Dunque: nel cuore dell'inverno del 1793, 120 responsabili neocittadini decidono come sollevare le sorti della città da minacciose ombre di freddo, di miseria e di fame.
Archivio della Collegiata di S. Marco in Lamis. Pagina finale del fascicolo 'Status Insignis...' - Da G. Tardio.Copertina Status Insignis
Archivio della Collegiata di S. Marco in Lamis. Pagina finale del fascicolo 'Status Insignis...' - Da G. Tardio.Copertina Status Insignis
Il contrassegno della povertà è la comune condizione di partenza dei nuovi protagonisti della vita locale: i francescani del Poverello d'Assisi e gli squallidi eredi della badia di S. Giovanni in Lamis.
Si conceda alla fine una licenza all'autore, una considerazione, cioè, storiograficamente poco ortodossa.
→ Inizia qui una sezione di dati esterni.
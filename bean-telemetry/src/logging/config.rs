//! Logging configuration types.

use serde::{Deserialize, Serialize};

use super::LoggingError;

/// Configuration for the logging system.
#[derive(Debug, Clone, PartialEq, Eq, Serialize, Deserialize)]
pub struct LogConfig {
    /// Default filter directive (e.g. "info", "bean_backtest=debug")
    #[serde(default = "default_level")]
    pub level: String,

    /// Output format
    #[serde(default)]
    pub format: LogFormat,

    /// Output targets
    #[serde(default = "default_outputs")]
    pub outputs: Vec<LogOutput>,

    /// Include thread IDs in log output
    #[serde(default)]
    pub include_thread_id: bool,

    /// Include file and line information
    #[serde(default)]
    pub include_file_info: bool,
}

impl Default for LogConfig {
    fn default() -> Self {
        Self {
            level: default_level(),
            format: LogFormat::default(),
            outputs: default_outputs(),
            include_thread_id: false,
            include_file_info: false,
        }
    }
}

fn default_level() -> String {
    "info".to_string()
}

fn default_outputs() -> Vec<LogOutput> {
    vec![LogOutput::Stderr]
}

impl LogConfig {
    /// Stderr logging at the level implied by a `-v` count.
    #[must_use]
    pub fn for_verbosity(verbose: u8, format: LogFormat) -> Self {
        let level = match verbose {
            0 => "info",
            1 => "debug",
            _ => "trace",
        };
        Self {
            level: level.to_string(),
            format,
            ..Self::default()
        }
    }

    /// Rejects configurations that cannot produce any output.
    pub fn validate(&self) -> Result<(), LoggingError> {
        if self.level.trim().is_empty() {
            return Err(LoggingError::InvalidConfig("level cannot be empty".to_string()));
        }
        if self.outputs.is_empty() {
            return Err(LoggingError::InvalidConfig("no outputs configured".to_string()));
        }
        for output in &self.outputs {
            if let LogOutput::File { path, .. } = output {
                if path.is_empty() {
                    return Err(LoggingError::InvalidConfig(
                        "file output needs a directory".to_string(),
                    ));
                }
            }
        }
        Ok(())
    }
}

/// Log output format.
#[derive(Debug, Clone, Copy, Default, PartialEq, Eq, Serialize, Deserialize)]
#[serde(rename_all = "lowercase")]
pub enum LogFormat {
    /// JSON lines for log aggregation systems
    Json,
    /// Multi-line human-readable output
    #[default]
    Pretty,
    /// Single-line human-readable output
    Compact,
}

/// Log output target.
#[derive(Debug, Clone, PartialEq, Eq, Serialize, Deserialize)]
#[serde(tag = "type", rename_all = "lowercase")]
pub enum LogOutput {
    /// Standard output
    Stdout,
    /// Standard error
    Stderr,
    /// Files under a directory, optionally rotated
    File {
        /// Directory for log files
        path: String,
        /// Rotation schedule, daily when absent
        #[serde(default)]
        rotation: Option<RotationConfig>,
    },
}

/// Log rotation schedule.
#[derive(Debug, Clone, Copy, Default, PartialEq, Eq, Serialize, Deserialize)]
#[serde(rename_all = "lowercase")]
pub enum RotationConfig {
    /// Rotate logs hourly
    Hourly,
    /// Rotate logs daily
    #[default]
    Daily,
    /// Never rotate (single file)
    Never,
}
Fu papa Giovanni XXII a emanare la bolla Cum inter nonnullos che dichiarava eretica la teoria ‘della povertà assoluta di Cristo e degli Apostoli’ nel 1323. Erano gli anni in cui lo stesso papa soppresse l'autonomia della badia, la passò prima ai cistercensi e poi l'affidò a una triste serie di abati commendatari. Ironia della storia, o vichiana saggezza della Provvidenza che segue vie ‘diverse e contrarie con lungo e raggirato lavoro’ contro la stessa volontà degli attori.
Orbene, si devono alla paziente e tenace operosità costruttiva e saldamente edificante dei due suddetti protagonisti le più luminose stagioni di storia nelle due valli. La povertà, all'insegna di una umanità spoglia e disinteressata, è pur sempre felicemente feconda di bene.
S'interrompe qui questo racconto, col fervido augurio che altri, con maggiore disponibilità e in condizioni non precarie come le mie, possano ampliarlo, rettificarlo, integrarlo, tenendo soprattutto conto che la storia del comune di S. Marco in Lamis comincia nel 1782; quale, in questi due secoli, è stata la reale osmosi di fattiva collaborazione tra i due nuovi protagonisti, i cittadini e i francescani; quanto i primi debbano ai frati anche dal punto di vista spirituale e culturale, mancando S. Marco per oltre un secolo e mezzo di qualsiasi istituto di istruzione media e superiore e quanto questa storia locale debba a cittadini illustri, protagonisti trainanti e rappresentativi tra Otto e Novecento.
Onestamente, si consideri per ora questo lavoro come un avvio per un discorso storico ancora da scrivere, più ampio, diversamente strutturato e articolato. Esso, non sfuggirà a un lettore attento, nato da alcune considerazioni su [tue] (?) tempi critici della badia di S. Giovanni in Lamis, si muove piuttosto schematicamente tra due poli ben diversi: uno negativo e l'altro positivo, uno riferito a una crisi di decadenza con una lunga plurisecolare agonia e un'altra di crescenza, per quanto travagliosa socialmente, pur sempre nobile e civile. Pertanto, anche per la bibliografia, come si può rilevare dalle note, ci si limita all'esame di quei testi attinenti alla tesi proposta (Nota 75).